§ **Work task**: Keeping every character intact, repeat the whole listing.

▼▼▼

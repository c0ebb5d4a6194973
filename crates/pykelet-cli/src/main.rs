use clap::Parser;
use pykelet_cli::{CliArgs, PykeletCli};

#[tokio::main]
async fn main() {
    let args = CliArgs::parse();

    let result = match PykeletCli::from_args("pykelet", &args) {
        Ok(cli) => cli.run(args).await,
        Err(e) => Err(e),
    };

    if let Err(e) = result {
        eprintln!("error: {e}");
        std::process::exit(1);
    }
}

▲▲▲

§ **Result for this exercise**:
repository c0ebb5d4a6194973
filename crates/pykelet-cli/src/main.rs
use clap::Parser;
use pykelet_cli::{CliArgs, PykeletCli};

#[tokio::main]
async fn main() {
    let args = CliArgs::parse();

    let result = match PykeletCli::from_args("pykelet", &args) {
        Ok(cli) => cli.run(args).await,
        Err(e) => Err(e),
    };

    if let Err(e) = result {
        eprintln!("error: {e}");
        std::process::exit(1);
    }
}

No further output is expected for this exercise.